O Brasil se prepara para o Carnaval sob um sinal de alerta sanitário intensificado devido aos riscos de intoxicação por metanol em bebidas alcoólicas adulteradas. O Ministério da Saúde registrou 25 óbitos confirmados e 76 casos de intoxicação associada ao consumo dessas bebidas em 2025. Este ano, até 3 de fevereiro, sete casos já foram confirmados e 13 permanecem sob investigação, impulsionando ações preventivas e de fiscalização em diversos estados.
Panorama Nacional da Intoxicação
O levantamento do Ministério da Saúde aponta que, além dos casos e mortes confirmados em 2025, 29 ocorrências de intoxicação e oito óbitos adicionais seguem em processo de investigação. A incidência ressalta a gravidade da adulteração, que pode causar danos irreversíveis à saúde, como cegueira, falência renal e, em casos severos, ser fatal. As autoridades sanitárias alertam sobre a toxicidade do metanol, um tipo de álcool não apropriado para consumo humano.
Situação Crítica em São Paulo
São Paulo figura como o estado mais afetado. A Secretaria de Estado da Saúde (SES-SP) atualizou seu balanço, confirmando 52 casos e 12 mortes decorrentes de intoxicação por metanol. As vítimas fatais incluem quatro homens da capital, uma mulher e um homem de São Bernardo do Campo, dois homens e uma mulher de Osasco, um homem de Jundiaí, um de Sorocaba e um de Mauá, com idades entre 23 e 62 anos.
Quatro outras mortes no estado permanecem sob investigação: um paciente de 39 anos em Guariba, um de 31 anos em São José dos Campos, e dois de 29 e 38 anos em Cajamar.

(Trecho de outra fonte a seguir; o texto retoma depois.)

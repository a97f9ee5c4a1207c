//! Persisted pool and share records.

use crate::error::RecordError;
use crate::pool::DenominatedPool;
use crate::token::{Coin, Coins, amount_serde, validate_denom};
use primitive_types::U256;
use serde::{Deserialize, Serialize};

/// Separator between the two denominations of a pool id.
pub const POOL_ID_SEP: &str = "/";

/// Returns the order-independent id of the pool trading `denom_a` and `denom_b`.
#[must_use]
pub fn pool_id(denom_a: &str, denom_b: &str) -> String {
    if denom_a > denom_b {
        format!("{denom_b}{POOL_ID_SEP}{denom_a}")
    } else {
        format!("{denom_a}{POOL_ID_SEP}{denom_b}")
    }
}

/// Returns the pool id for a two-coin bag, or `None` for any other size.
#[must_use]
pub fn pool_id_from_coins(coins: &Coins) -> Option<String> {
    match coins.as_slice() {
        [a, b] => Some(pool_id(&a.denom, &b.denom)),
        _ => None,
    }
}

/// Splits a pool id back into its two denominations.
///
/// Denominations may themselves contain `/`, so every separator position is
/// tried until one yields two valid, ordered denominations.
#[must_use]
pub fn split_pool_id(id: &str) -> Option<(&str, &str)> {
    id.match_indices(POOL_ID_SEP).find_map(|(at, _)| {
        let (a, b) = (&id[..at], &id[at + POOL_ID_SEP.len()..]);
        let valid = validate_denom(a).is_ok() && validate_denom(b).is_ok() && a < b;
        valid.then_some((a, b))
    })
}

/// Reserves and share supply of one pool.
#[derive(Debug, Clone, PartialEq, Eq, Serialize, Deserialize)]
pub struct PoolRecord {
    pub pool_id: String,
    pub reserves_a: Coin,
    pub reserves_b: Coin,
    #[serde(with = "amount_serde")]
    pub total_shares: U256,
}

impl PoolRecord {
    pub fn new(reserves: &Coins, total_shares: U256) -> Result<Self, RecordError> {
        let [a, b] = reserves.as_slice() else {
            return Err(RecordError::ReserveDenominations);
        };

        Ok(Self {
            pool_id: pool_id(&a.denom, &b.denom),
            reserves_a: a.clone(),
            reserves_b: b.clone(),
            total_shares,
        })
    }

    /// Snapshots a pool. Reserves are kept even when they are zero.
    #[must_use]
    pub fn from_pool(pool: &DenominatedPool) -> Self {
        let (reserves_a, reserves_b) = pool.reserve_coins();
        Self {
            pool_id: pool_id(&reserves_a.denom, &reserves_b.denom),
            reserves_a,
            reserves_b,
            total_shares: pool.total_shares(),
        }
    }

    #[must_use]
    pub fn reserves(&self) -> Coins {
        Coins::from_pair(self.reserves_a.clone(), self.reserves_b.clone())
    }

    pub fn validate(&self) -> Result<(), RecordError> {
        self.reserves_a.validate()?;
        self.reserves_b.validate()?;

        if self.reserves_a.denom >= self.reserves_b.denom
            || self.reserves_a.is_zero()
            || self.reserves_b.is_zero()
        {
            return Err(RecordError::InvalidReserves(
                self.pool_id.clone(),
                format!("{},{}", self.reserves_a, self.reserves_b),
            ));
        }
        if self.total_shares.is_zero() {
            return Err(RecordError::InvalidTotalShares(
                self.pool_id.clone(),
                self.total_shares.to_string(),
            ));
        }
        if self.pool_id != pool_id(&self.reserves_a.denom, &self.reserves_b.denom) {
            return Err(RecordError::PoolIdMismatch(self.pool_id.clone()));
        }
        Ok(())
    }
}

/// A depositor's share balance in one pool.
#[derive(Debug, Clone, PartialEq, Eq, Serialize, Deserialize)]
pub struct ShareRecord {
    pub depositor: String,
    pub pool_id: String,
    #[serde(with = "amount_serde")]
    pub shares_owned: U256,
}

impl ShareRecord {
    pub fn new(depositor: impl Into<String>, pool_id: impl Into<String>, shares_owned: U256) -> Self {
        Self {
            depositor: depositor.into(),
            pool_id: pool_id.into(),
            shares_owned,
        }
    }

    pub fn validate(&self) -> Result<(), RecordError> {
        if self.depositor.trim().is_empty() {
            return Err(RecordError::InvalidDepositor(self.depositor.clone()));
        }
        if split_pool_id(&self.pool_id).is_none() {
            return Err(RecordError::InvalidPoolId(self.pool_id.clone()));
        }
        if self.shares_owned.is_zero() {
            return Err(RecordError::InvalidShares(
                self.depositor.clone(),
                self.shares_owned.to_string(),
            ));
        }
        Ok(())
    }
}
//! State invariants checked across all records.
//!
//! Each invariant returns its message together with a broken flag. The
//! message is the same whether or not the invariant holds.

use crate::bank::Bank;
use crate::events::EventSink;
use crate::manager::PoolManager;
use crate::params::ParamSource;
use amm_data::{Database, KvRead, KvStore};
use amm_domain::token::Coins;
use primitive_types::U256;
use std::collections::BTreeMap;
use tracing::error;

/// Module name prefixed to every invariant message.
pub const MODULE_NAME: &str = "swap";

/// An invariant over the committed store and the bank.
pub type Invariant = fn(&dyn KvRead, &dyn Bank) -> (String, bool);

/// Every invariant with its route name, in the order [`all_invariants`] runs
/// them.
pub const ROUTES: [(&str, Invariant); 4] = [
    ("pool-records", pool_records_invariant),
    ("share-records", share_records_invariant),
    ("pool-reserves", pool_reserves_invariant),
    ("pool-shares", pool_shares_invariant),
];

fn format_invariant(name: &str, message: &str) -> String {
    format!("{MODULE_NAME}: {name} invariant\n{message}\n")
}

/// Every pool record decodes and validates.
pub fn pool_records_invariant(store: &dyn KvRead, _bank: &dyn Bank) -> (String, bool) {
    let message = format_invariant("validate pool records broken", "pool record invalid");
    let broken = match Database::new(store).pools().find_all() {
        Ok(records) => records.iter().any(|r| r.validate().is_err()),
        Err(_) => true,
    };
    (message, broken)
}

/// Every share record decodes and validates.
pub fn share_records_invariant(store: &dyn KvRead, _bank: &dyn Bank) -> (String, bool) {
    let message = format_invariant("validate share records broken", "share record invalid");
    let broken = match Database::new(store).shares().find_all() {
        Ok(records) => records.iter().any(|r| r.validate().is_err()),
        Err(_) => true,
    };
    (message, broken)
}

/// The reserves of all pools add up to the reserve account balance.
pub fn pool_reserves_invariant(store: &dyn KvRead, bank: &dyn Bank) -> (String, bool) {
    let message = format_invariant(
        "pool reserves broken",
        "pool reserves do not match module account",
    );

    let Ok(records) = Database::new(store).pools().find_all() else {
        return (message, true);
    };
    let total = records
        .iter()
        .try_fold(Coins::empty(), |acc, r| acc.checked_add(&r.reserves()));
    let broken = total.is_none_or(|total| total != bank.pool_balance());
    (message, broken)
}

/// For every pool, the shares of its depositors add up to its total shares,
/// and no shares exist for a missing pool.
pub fn pool_shares_invariant(store: &dyn KvRead, _bank: &dyn Bank) -> (String, bool) {
    let message = format_invariant(
        "pool shares broken",
        "pool shares do not match depositor shares",
    );

    let db = Database::new(store);
    let (Ok(pools), Ok(shares)) = (db.pools().find_all(), db.shares().find_all()) else {
        return (message, true);
    };

    let mut totals: BTreeMap<&str, U256> = BTreeMap::new();
    for record in &shares {
        let total = totals.entry(record.pool_id.as_str()).or_default();
        match total.checked_add(record.shares_owned) {
            Some(sum) => *total = sum,
            None => return (message, true),
        }
    }

    let mut broken = false;
    for pool in &pools {
        let depositor_total = totals.remove(pool.pool_id.as_str()).unwrap_or_default();
        if depositor_total != pool.total_shares {
            broken = true;
        }
    }
    // shares left over belong to pools without a record
    broken |= !totals.is_empty();
    (message, broken)
}

/// Runs every invariant and returns the first broken one, or the last
/// message when none is broken.
pub fn all_invariants(store: &dyn KvRead, bank: &dyn Bank) -> (String, bool) {
    let mut result = (String::new(), false);
    for (route, invariant) in ROUTES {
        result = invariant(store, bank);
        if result.1 {
            error!(route = route, "Invariant broken");
            return result;
        }
    }
    result
}

impl<S, B, P, E> PoolManager<S, B, P, E>
where
    S: KvStore,
    B: Bank,
    P: ParamSource,
    E: EventSink,
{
    /// Runs [`all_invariants`] over the committed store and the bank.
    pub fn check_invariants(&self) -> (String, bool) {
        all_invariants(self.store(), self.bank())
    }
}
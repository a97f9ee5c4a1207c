//! Engine parameters: the pool creation whitelist and the global swap fee.

use crate::error::{DecError, ParamsError};
use crate::math::dec::Dec;
use crate::state::pool_id;
use crate::token::validate_denom;
use rust_decimal::Decimal;
use serde::{Deserialize, Serialize};
use std::collections::HashSet;
use std::fmt;

/// A token pair eligible for new pool creation.
#[derive(Debug, Clone, PartialEq, Eq, Hash, Serialize, Deserialize)]
pub struct AllowedPool {
    pub token_a: String,
    pub token_b: String,
}

impl AllowedPool {
    pub fn new(token_a: impl Into<String>, token_b: impl Into<String>) -> Self {
        Self {
            token_a: token_a.into(),
            token_b: token_b.into(),
        }
    }

    /// Unique name of the pair, `token_a:token_b`.
    #[must_use]
    pub fn name(&self) -> String {
        format!("{}:{}", self.token_a, self.token_b)
    }

    /// Id of the pool this pair creates.
    #[must_use]
    pub fn pool_id(&self) -> String {
        pool_id(&self.token_a, &self.token_b)
    }

    pub fn validate(&self) -> Result<(), ParamsError> {
        validate_denom(&self.token_a)?;
        validate_denom(&self.token_b)?;

        if self.token_a.eq_ignore_ascii_case(&self.token_b) {
            return Err(ParamsError::SameTokens(
                self.token_a.clone(),
                self.token_b.clone(),
            ));
        }
        if self.token_a > self.token_b {
            return Err(ParamsError::TokenOrder(
                self.token_b.clone(),
                self.token_a.clone(),
            ));
        }
        Ok(())
    }
}

impl fmt::Display for AllowedPool {
    fn fmt(&self, f: &mut fmt::Formatter<'_>) -> fmt::Result {
        writeln!(f, "AllowedPool:")?;
        writeln!(f, "  Name: {}", self.name())?;
        writeln!(f, "\tToken A: {}", self.token_a)?;
        writeln!(f, "\tToken B: {}", self.token_b)
    }
}

/// Whitelist of pairs that may create pools.
#[derive(Debug, Clone, PartialEq, Eq, Default, Serialize, Deserialize)]
#[serde(transparent)]
pub struct AllowedPools(pub Vec<AllowedPool>);

impl AllowedPools {
    pub fn new(pools: impl IntoIterator<Item = AllowedPool>) -> Self {
        Self(pools.into_iter().collect())
    }

    /// Validates every pair and rejects duplicate names.
    pub fn validate(&self) -> Result<(), ParamsError> {
        let mut seen = HashSet::new();
        for pool in &self.0 {
            pool.validate()?;
            let name = pool.name();
            if !seen.insert(name.clone()) {
                return Err(ParamsError::DuplicatePool(name));
            }
        }
        Ok(())
    }

    /// True when some allowed pair creates the pool `id`.
    #[must_use]
    pub fn contains_pool(&self, id: &str) -> bool {
        self.0.iter().any(|p| p.pool_id() == id)
    }

    pub fn iter(&self) -> impl Iterator<Item = &AllowedPool> {
        self.0.iter()
    }
}

/// Parameters read by every pool operation.
#[derive(Debug, Clone, PartialEq, Eq, Default, Serialize, Deserialize)]
pub struct Params {
    pub allowed_pools: AllowedPools,
    pub swap_fee: Decimal,
}

impl Params {
    pub fn new(allowed_pools: AllowedPools, swap_fee: Decimal) -> Self {
        Self {
            allowed_pools,
            swap_fee,
        }
    }

    /// Parses and validates params from JSON.
    pub fn from_json_str(raw: &str) -> Result<Self, ParamsError> {
        let params: Params =
            serde_json::from_str(raw).map_err(|e| ParamsError::Json(e.to_string()))?;
        params.validate()?;
        Ok(params)
    }

    pub fn validate(&self) -> Result<(), ParamsError> {
        self.allowed_pools.validate()?;
        validate_swap_fee(self.swap_fee)
    }

    /// The swap fee as an 18-decimal fixed point value.
    pub fn swap_fee_dec(&self) -> Result<Dec, DecError> {
        Dec::from_decimal(self.swap_fee)
    }
}

/// Checks `0 <= fee < 1`.
pub fn validate_swap_fee(fee: Decimal) -> Result<(), ParamsError> {
    if (fee.is_sign_negative() && !fee.is_zero()) || fee >= Decimal::ONE {
        return Err(ParamsError::InvalidSwapFee(format!("{fee:.18}")));
    }
    Ok(())
}

impl fmt::Display for Params {
    fn fmt(&self, f: &mut fmt::Formatter<'_>) -> fmt::Result {
        writeln!(f, "Params:")?;
        write!(f, "\tAllowedPools:")?;
        for pool in self.allowed_pools.iter() {
            write!(f, " {}", pool.pool_id())?;
        }
        writeln!(f)?;
        writeln!(f, "\tSwapFee: {}", self.swap_fee)
    }
}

Diante do cenário, a SES-SP e o Centro de Vigilância Sanitária (CVS) alertam a população para que adquira bebidas apenas em estabelecimentos regularizados, verifique a procedência dos produtos e evite itens de origem desconhecida. O CVS coordena ações com as Vigilâncias Sanitárias Municipais para fiscalizar bares, empresas e vendedores ambulantes, checando a origem das bebidas e alimentos.
O CVS também recomenda que estabelecimentos redobrem a atenção com a procedência, e que consumidores busquem produtos de fabricantes legalizados, com rótulo, lacre de segurança e selo fiscal, prevenindo riscos à vida.
Cenário em Outros Estados
Pernambuco
A Secretaria Estadual de Saúde de Pernambuco (SES-PE) confirmou oito casos de intoxicação e cinco óbitos entre outubro e novembro de 2025. O estado adverte para os perigos do metanol em destilados de origem duvidosa. A orientação é desconfiar de preços muito baixos, evitar misturas prontas em garrafas PET e preferir bebidas de estabelecimentos licenciados ou vendedores credenciados. Latas lacradas são consideradas mais seguras. A Agência Pernambucana de Vigilância Sanitária (Apevisa) planeja realizar mais de quinhentas inspeções durante o período carnavalesco, abrangendo bares, camarotes, restaurantes e comércio ambulante.
Bahia
A Bahia registrou nove casos confirmados de intoxicação por metanol, resultando em três mortes nas cidades de Ribeira do Pombal, Cansanção e Juazeiro. A Secretaria da Saúde (Sesab), em parceria com o Ministério da Saúde, reforçou os estoques do antídoto para tratamento e estimula os municípios a intensificar a fiscalização da venda e distribuição de bebidas destiladas.
Paraná
No Paraná, a Sala de Situação sobre intoxicação por metanol foi encerrada em 24 de novembro de 2025. O estado confirmou seis casos, com três deles evoluindo para óbito.
Mato Grosso
Mesmo sem novos casos confirmados há mais de 30 dias, a Secretaria de Estado de Saúde do Mato Grosso (SES-MT) intensificou as ações de vigilância e fiscalização. O estado contabilizou seis ocorrências confirmadas e quatro óbitos entre novembro e dezembro de 2025. A SES-MT aconselha os foliões a consumir bebidas apenas de locais regulares e evitar produtos de procedência duvidosa ou sem rótulo adequado.
As autoridades de saúde em todo o país enfatizam a importância da vigilância e do consumo consciente para garantir a segurança dos foliões e prevenir novas intoxicações durante as celebrações de Carnaval.